What you are asked to do ::
All lines in the records that carry the string "match" are to be shown.

Source records ::
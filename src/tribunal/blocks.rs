//! Block model
//!
//! An ordered list of typed content blocks. Every mutating operation leaves
//! `order` equal to the block's position in the list (dense `0..n-1`).

use crate::error::AppError;
use serde::{Deserialize, Serialize};
use serde_json::Value;
use std::collections::{BTreeMap, HashSet};
use uuid::Uuid;

/// Open metadata map (formatting flags, dimensions, captions, language...)
pub type BlockMetadata = BTreeMap<String, Value>;

/// Completion sentinel for checklist items
pub const CHECKLIST_DONE: &str = "[x]";
pub const CHECKLIST_OPEN: &str = "[ ]";

/// Kind of a content block
#[derive(Debug, Clone, Copy, PartialEq, Eq, Hash, Serialize, Deserialize)]
#[serde(rename_all = "lowercase")]
pub enum BlockKind {
    Text,
    Heading,
    Subheading,
    List,
    Checklist,
    Image,
    Video,
    Link,
    Code,
    Quote,
    Divider,
}

/// A single addressable unit of lesson content
#[derive(Debug, Clone, PartialEq, Serialize, Deserialize)]
pub struct Block {
    pub id: Uuid,
    #[serde(rename = "type")]
    pub kind: BlockKind,
    pub content: String,
    pub order: u32,
    #[serde(default)]
    pub metadata: BlockMetadata,
}

/// Direction for single-step moves
#[derive(Debug, Clone, Copy, PartialEq, Eq, Serialize, Deserialize)]
#[serde(rename_all = "lowercase")]
pub enum MoveDirection {
    Up,
    Down,
}

// =============================================================================
// TYPED VIEW
// =============================================================================

/// One checklist line
#[derive(Debug, Clone, PartialEq, Eq)]
pub struct ChecklistItem<'a> {
    pub text: &'a str,
    pub done: bool,
}

/// Media reference shared by image, video and link blocks
#[derive(Debug, Clone, PartialEq, Eq)]
pub struct MediaRef<'a> {
    pub src: &'a str,
    pub alt: Option<&'a str>,
    pub caption: Option<&'a str>,
    pub width: Option<u64>,
    pub height: Option<u64>,
}

/// Typed view over a block's payload.
///
/// Built from `kind` + raw `content`/`metadata`. A payload that no longer
/// fits its kind (after a retype) yields empty or absent fields, never an error.
#[derive(Debug, Clone, PartialEq, Eq)]
pub enum BlockBody<'a> {
    Text(&'a str),
    Heading(&'a str),
    Subheading(&'a str),
    List(Vec<&'a str>),
    Checklist(Vec<ChecklistItem<'a>>),
    Image(MediaRef<'a>),
    Video(MediaRef<'a>),
    Link(MediaRef<'a>),
    Code { source: &'a str, language: Option<&'a str> },
    Quote { text: &'a str, author: Option<&'a str> },
    Divider { label: Option<&'a str> },
}

impl Block {
    pub fn new(kind: BlockKind, content: impl Into<String>, metadata: BlockMetadata) -> Self {
        Self {
            id: Uuid::new_v4(),
            kind,
            content: content.into(),
            order: 0,
            metadata,
        }
    }

    fn meta_str(&self, key: &str) -> Option<&str> {
        self.metadata.get(key).and_then(Value::as_str)
    }

    fn meta_u64(&self, key: &str) -> Option<u64> {
        self.metadata.get(key).and_then(Value::as_u64)
    }

    fn media(&self) -> MediaRef<'_> {
        MediaRef {
            src: self.content.trim(),
            alt: self.meta_str("alt"),
            caption: self.meta_str("caption"),
            width: self.meta_u64("width"),
            height: self.meta_u64("height"),
        }
    }

    /// Typed view of this block's payload
    pub fn body(&self) -> BlockBody<'_> {
        match self.kind {
            BlockKind::Text => BlockBody::Text(&self.content),
            BlockKind::Heading => BlockBody::Heading(&self.content),
            BlockKind::Subheading => BlockBody::Subheading(&self.content),
            BlockKind::List => BlockBody::List(
                self.content
                    .lines()
                    .map(str::trim)
                    .filter(|l| !l.is_empty())
                    .collect(),
            ),
            BlockKind::Checklist => BlockBody::Checklist(
                self.content
                    .lines()
                    .map(str::trim)
                    .filter(|l| !l.is_empty())
                    .map(parse_checklist_line)
                    .collect(),
            ),
            BlockKind::Image => BlockBody::Image(self.media()),
            BlockKind::Video => BlockBody::Video(self.media()),
            BlockKind::Link => BlockBody::Link(self.media()),
            BlockKind::Code => BlockBody::Code {
                source: &self.content,
                language: self.meta_str("language"),
            },
            BlockKind::Quote => BlockBody::Quote {
                text: &self.content,
                author: self.meta_str("author"),
            },
            BlockKind::Divider => BlockBody::Divider {
                label: Some(self.content.trim()).filter(|l| !l.is_empty()),
            },
        }
    }

    /// Human-readable text of the block, used for summaries and word counts
    pub fn plain_text(&self) -> String {
        match self.body() {
            BlockBody::Text(s) | BlockBody::Heading(s) | BlockBody::Subheading(s) => s.to_string(),
            BlockBody::List(items) => items.join("\n"),
            BlockBody::Checklist(items) => items
                .iter()
                .map(|i| i.text)
                .collect::<Vec<_>>()
                .join("\n"),
            BlockBody::Image(m) | BlockBody::Video(m) | BlockBody::Link(m) => {
                m.caption.or(m.alt).unwrap_or_default().to_string()
            }
            BlockBody::Code { .. } => String::new(),
            BlockBody::Quote { text, .. } => text.to_string(),
            BlockBody::Divider { label } => label.unwrap_or_default().to_string(),
        }
    }
}

fn parse_checklist_line(line: &str) -> ChecklistItem<'_> {
    if let Some(rest) = line
        .strip_prefix(CHECKLIST_DONE)
        .or_else(|| line.strip_prefix("[X]"))
    {
        ChecklistItem { text: rest.trim_start(), done: true }
    } else if let Some(rest) = line.strip_prefix(CHECKLIST_OPEN) {
        ChecklistItem { text: rest.trim_start(), done: false }
    } else {
        ChecklistItem { text: line, done: false }
    }
}

// =============================================================================
// REORDER PRIMITIVE
// =============================================================================

/// Move the element at `from` so that it ends up at index `to` of the result.
///
/// `to` is clamped to the last position. An out-of-range `from` returns the
/// list unchanged.
pub fn reorder<T>(mut list: Vec<T>, from: usize, to: usize) -> Vec<T> {
    if from >= list.len() {
        return list;
    }
    let item = list.remove(from);
    let to = to.min(list.len());
    list.insert(to, item);
    list
}

// =============================================================================
// BLOCK DOCUMENT
// =============================================================================

/// Ordered block list owned by a proposal
#[derive(Debug, Clone, Default, PartialEq, Serialize, Deserialize)]
#[serde(transparent)]
pub struct BlockDocument {
    blocks: Vec<Block>,
}

impl BlockDocument {
    pub fn new() -> Self {
        Self { blocks: Vec::new() }
    }

    /// Build a document from an externally supplied list, renumbering `order`
    /// to array position. Duplicate ids are rejected.
    pub fn from_blocks(blocks: Vec<Block>) -> Result<Self, AppError> {
        let mut seen = HashSet::with_capacity(blocks.len());
        for block in &blocks {
            if !seen.insert(block.id) {
                return Err(AppError::Validation(format!(
                    "Duplicate block id {}",
                    block.id
                )));
            }
        }
        let mut doc = Self { blocks };
        doc.renumber();
        Ok(doc)
    }

    pub fn blocks(&self) -> &[Block] {
        &self.blocks
    }

    pub fn len(&self) -> usize {
        self.blocks.len()
    }

    pub fn is_empty(&self) -> bool {
        self.blocks.is_empty()
    }

    pub fn get(&self, id: Uuid) -> Option<&Block> {
        self.blocks.iter().find(|b| b.id == id)
    }

    fn position(&self, id: Uuid) -> Result<usize, AppError> {
        self.blocks
            .iter()
            .position(|b| b.id == id)
            .ok_or_else(|| AppError::NotFound(format!("Block {} not found", id)))
    }

    fn renumber(&mut self) {
        for (index, block) in self.blocks.iter_mut().enumerate() {
            block.order = index as u32;
        }
    }

    /// Insert a new block, appending when `at_index` is omitted or past the end
    pub fn insert(
        &mut self,
        kind: BlockKind,
        content: impl Into<String>,
        metadata: BlockMetadata,
        at_index: Option<usize>,
    ) -> Block {
        let block = Block::new(kind, content, metadata);
        let index = at_index.unwrap_or(self.blocks.len()).min(self.blocks.len());
        self.blocks.insert(index, block);
        self.renumber();
        self.blocks[index].clone()
    }

    /// Replace content and/or metadata of a block; kind and id are untouched
    pub fn update(
        &mut self,
        id: Uuid,
        content: Option<String>,
        metadata: Option<BlockMetadata>,
    ) -> Result<&Block, AppError> {
        let index = self.position(id)?;
        let block = &mut self.blocks[index];
        if let Some(content) = content {
            block.content = content;
        }
        if let Some(metadata) = metadata {
            block.metadata = metadata;
        }
        Ok(&self.blocks[index])
    }

    pub fn remove(&mut self, id: Uuid) -> Result<Block, AppError> {
        let index = self.position(id)?;
        let removed = self.blocks.remove(index);
        self.renumber();
        Ok(removed)
    }

    /// Swap with the neighbour in `direction`; no-op at a boundary
    pub fn move_block(&mut self, id: Uuid, direction: MoveDirection) -> Result<(), AppError> {
        let index = self.position(id)?;
        let target = match direction {
            MoveDirection::Up if index > 0 => index - 1,
            MoveDirection::Down if index + 1 < self.blocks.len() => index + 1,
            _ => return Ok(()),
        };
        self.blocks.swap(index, target);
        self.renumber();
        Ok(())
    }

    /// Re-insert `id` immediately before `before_id`, or at the end when `None`
    pub fn reorder(&mut self, id: Uuid, before_id: Option<Uuid>) -> Result<(), AppError> {
        let from = self.position(id)?;
        let to = match before_id {
            Some(before) if before == id => return Ok(()),
            Some(before) => {
                let before_index = self.position(before)?;
                // index of `before` once `id` has been taken out
                if before_index > from {
                    before_index - 1
                } else {
                    before_index
                }
            }
            None => self.blocks.len() - 1,
        };
        self.blocks = reorder(std::mem::take(&mut self.blocks), from, to);
        self.renumber();
        Ok(())
    }

    /// Change the kind only; content and metadata are kept verbatim
    pub fn retype(&mut self, id: Uuid, kind: BlockKind) -> Result<&Block, AppError> {
        let index = self.position(id)?;
        self.blocks[index].kind = kind;
        Ok(&self.blocks[index])
    }

    /// Copy of this document with fresh block ids
    pub fn with_fresh_ids(&self) -> Self {
        let blocks = self
            .blocks
            .iter()
            .map(|b| Block { id: Uuid::new_v4(), ..b.clone() })
            .collect();
        Self { blocks }
    }

    pub fn plain_text(&self) -> String {
        self.blocks
            .iter()
            .map(Block::plain_text)
            .filter(|s| !s.is_empty())
            .collect::<Vec<_>>()
            .join("\n")
    }

    pub fn word_count(&self) -> usize {
        self.plain_text().split_whitespace().count()
    }
}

Output of the exercise ::
        match self.kind {
        match self.body() {
        let target = match direction {
        let to = match before_id {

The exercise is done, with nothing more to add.